Pancreas Transplantation Medication
- Author: Dixon B Kaufman, MD, PhD; Chief Editor: Ron Shapiro, MD more...
Medication Summary
All pancreas transplant recipients require life-long immunosuppression to prevent a T-cell alloimmune rejection response. The Food and Drug Administration (FDA) has approved several new immunosuppressive agents, and several others currently are in clinical trials.
Two broad classifications of immunosuppressive agents exist—intravenous induction/antirejection agents and maintenance immunotherapy agents. No consensus exists as to the single best immunosuppressive protocol, and each transplant program utilizes various combinations of agents slightly differently.
The goals are to prevent acute or chronic rejection, minimize drug toxicity, minimize rates of infection and malignancy, and achieve the highest possible rates of patient and graft survival.
Immunosuppressant agents for induction immunotherapy
Class Summary
Induction immunotherapy consists of a short course of intensive treatment with intravenous agents. Antilymphocyte antibody induction therapeutic agents are varied and include polyclonal antisera, mouse monoclonals, and so-called humanized monoclonals. Polyclonal antisera, such as antilymphocyte globulin (ALG), antilymphocyte serum (ALS), and antithymocyte globulin (ATG) are equine, goat, or rabbit antisera directed against human lymphoid cells. The effects significantly lower and almost abolish circulating lymphoid cells critical to rejection response.
The agents are very effective at prophylaxis against early acute rejection, which is especially beneficial in managing the recipient with delayed graft function. The agents provide an effective immunologic cover during a period where the calcineurin inhibitors either are delayed or administered in subtherapeutic doses until graft function improves. Induction agents are used less often if immediate graft function occurs, such as recipients of living kidney donors, especially HLA-ID grafts.
Basiliximab (Simulect)
Chimeric monoclonal antibody that specifically binds to and blocks the IL-2 receptor on the surface of activated T cells.

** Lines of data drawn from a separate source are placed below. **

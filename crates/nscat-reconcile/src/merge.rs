//! Merge-by-key over the catalog, stock, price, wholesale and unit datasets.

use std::collections::HashMap;

use nscat_core::{Amount, CsvRow, JsonRecord, MergedRecord, ProductCode};
use serde_json::Value;

use crate::alias;
use crate::numeric::{kg_to_grams, normalize_wholesale};

/// Unit code whose row carries the canonical weight.
const PREFERRED_UNIT: &str = "Unidad";

/// Joins the datasets into one record per catalog product.
///
/// Records keep the order in which their code first appeared in the
/// catalog. A repeated catalog code replaces the earlier record in place.
/// For stock, retail price and wholesale price the last entry for a code
/// wins. Entries whose code has no catalog record are ignored. The function
/// is pure: identical inputs always give identical output.
#[must_use]
pub fn merge(
    catalog: &[JsonRecord],
    stock: &[JsonRecord],
    units_of_measure: &[JsonRecord],
    prices: &[JsonRecord],
    wholesale: Option<&[CsvRow]>,
) -> Vec<MergedRecord> {
    let mut records: Vec<MergedRecord> = Vec::with_capacity(catalog.len());
    let mut index: HashMap<ProductCode, usize> = HashMap::with_capacity(catalog.len());
    let mut skipped = 0usize;

    for row in catalog {
        let Some(code) = alias::product_code(row) else {
            skipped += 1;
            continue;
        };
        let record = catalog_record(code.clone(), row);
        match index.get(&code) {
            Some(&pos) => records[pos] = record,
            None => {
                index.insert(code, records.len());
                records.push(record);
            }
        }
    }
    if skipped > 0 {
        tracing::debug!(skipped, "catalog rows without a product code");
    }

    let stock_by_code = last_value_by_code(stock, alias::STOCK);
    let price_by_code = last_value_by_code(prices, alias::RETAIL_PRICE);
    let wholesale_by_code = wholesale.map(wholesale_prices).unwrap_or_default();
    let units_by_code = group_by_code(units_of_measure);

    for record in &mut records {
        let code = &record.code;
        record.stock = stock_by_code.get(code).cloned().flatten();
        record.price = price_by_code.get(code).cloned().flatten();
        record.price_wholesale = wholesale_by_code.get(code).cloned();

        if let Some(unit) = units_by_code.get(code).and_then(|rows| select_unit(rows)) {
            if let Some(weight) = alias::lookup(unit, alias::WEIGHT) {
                record.weight_grams = kg_to_grams(weight);
                record.weight = Some(weight.clone());
            }
        }
    }

    let orphans = [
        ("stock", count_orphans(stock_by_code.keys(), &index)),
        ("prices", count_orphans(price_by_code.keys(), &index)),
        ("wholesale", count_orphans(wholesale_by_code.keys(), &index)),
        ("units_of_measure", count_orphans(units_by_code.keys(), &index)),
    ];
    for (dataset, count) in orphans {
        if count > 0 {
            tracing::debug!(dataset, count, "entries without a catalog product ignored");
        }
    }

    tracing::info!(records = records.len(), "datasets merged");
    records
}

/// Chooses the unit row whose code equals [`PREFERRED_UNIT`] ignoring case,
/// else the first row.
#[must_use]
pub fn select_unit<'a>(rows: &[&'a JsonRecord]) -> Option<&'a JsonRecord> {
    rows.iter()
        .copied()
        .find(|row| {
            alias::lookup_text(row, alias::UOM_CODE)
                .is_some_and(|code| code.eq_ignore_ascii_case(PREFERRED_UNIT))
        })
        .or_else(|| rows.first().copied())
}

fn catalog_record(code: ProductCode, row: &JsonRecord) -> MergedRecord {
    let mut attributes = row.clone();
    let images = alias::lookup_entry(row, alias::IMAGES).and_then(|(key, value)| {
        let joined = join_images(value)?;
        if value.is_array() {
            attributes.insert(key.to_owned(), Value::String(joined.clone()));
        }
        Some(joined)
    });

    let mut record = MergedRecord::from_catalog(code, attributes);
    record.name = alias::lookup_text(row, alias::NAME);
    record.manufacturer = alias::lookup_text(row, alias::MANUFACTURER);
    record.category = alias::lookup_text(row, alias::CATEGORY);
    record.description = alias::lookup_text(row, alias::DESCRIPTION);
    record.images = images;
    record
}

/// A list of images flattens to a `|`-joined string; a single string is
/// kept as is.
fn join_images(value: &Value) -> Option<String> {
    match value {
        Value::Array(items) => Some(
            items
                .iter()
                .filter_map(|item| match item {
                    Value::String(s) => Some(s.clone()),
                    Value::Null => None,
                    other => Some(other.to_string()),
                })
                .collect::<Vec<_>>()
                .join("|"),
        ),
        Value::String(s) => Some(s.clone()),
        _ => None,
    }
}

/// Maps each code to the value of its last entry. An entry without the
/// field still overrides earlier ones, with `None`.
fn last_value_by_code(rows: &[JsonRecord], field: &[&str]) -> HashMap<ProductCode, Option<Value>> {
    rows.iter()
        .filter_map(|row| {
            let code = alias::product_code(row)?;
            Some((code, alias::lookup(row, field).cloned()))
        })
        .collect()
}

fn wholesale_prices(rows: &[CsvRow]) -> HashMap<ProductCode, Amount> {
    rows.iter()
        .filter_map(|row| {
            let code = alias::csv_code(row)?;
            let amount = normalize_wholesale(alias::csv_wholesale(row)?)?;
            Some((code, amount))
        })
        .collect()
}

fn group_by_code(rows: &[JsonRecord]) -> HashMap<ProductCode, Vec<&JsonRecord>> {
    let mut grouped: HashMap<ProductCode, Vec<&JsonRecord>> = HashMap::new();
    for row in rows {
        if let Some(code) = alias::product_code(row) {
            grouped.entry(code).or_default().push(row);
        }
    }
    grouped
}

fn count_orphans<'a>(
    codes: impl Iterator<Item = &'a ProductCode>,
    index: &HashMap<ProductCode, usize>,
) -> usize {
    codes.filter(|code| !index.contains_key(*code)).count()
}

#[cfg(test)]
#[path = "merge_test.rs"]
mod tests;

Antithymocyte globulin, rabbit (Thymoglobulin)
A purified immunoglobulin solution produced by the immunization of rabbits with human thymocytes is used to treat acute rejection.
Alemtuzumab (Campath)
A humanized monoclonal antibody against the CD52 antigen. The anti-CD52 antibody induces lympholysis from complement-mediated lysis or other effector mechanisms.
Maintenance immunosuppression agents
Class Summary
Several immunosuppressive agents currently are in use for maintenance immunotherapy in kidney transplant recipients. Optimal maintenance immunosuppressive protocol has not been developed. Maintenance immunosuppressive agents are required for life.
Prednisone (Sterapred)
Immunosuppressant for treatment of autoimmune disorders. May decrease inflammation by reversing increased capillary permeability and suppressing PMN activity.
Azathioprine (Imuran)
Active component of azathioprine is 6-mercaptopurine. Acts as purine analog that interacts with DNA and inhibits lymphocyte cell division.
Mycophenolate (CellCept, Myfortic)
Inhibitor of enzyme inosine monophosphate dehydrogenase (IMPDH). Results in inhibition of lymphocyte proliferation. Used for prophylaxis of organ rejection in patients receiving allogeneic renal allografts.
Cyclosporine (Sandimmune, Neoral)
Calcineurin inhibitors that diminish IL-2production in activated T cells. These agents bind to the intracellular immunophilin cyclophilin, interfering with the action of calcineurin, which inhibits nuclear translocation of the nuclear factor of activated T cells (NFAT).
Tacrolimus (Prograf)
Calcineurin inhibitor that diminishes IL-2 production in activated T cells. Binds to intracellular immunophilin, FKBP, interfering with the action of calcineurin, which inhibits nuclear translocation of the NFAT. FDA approved for prophylaxis of organ rejection in patients receiving allogeneic renal allografts.
Sirolimus (Rapamune)
Inhibits lymphocyte proliferation by interfering with signal transduction pathways. Binds to immunophilin FKBP to block action of mTOR. FDA approved for prophylaxis of organ rejection in patients receiving allogeneic renal allografts.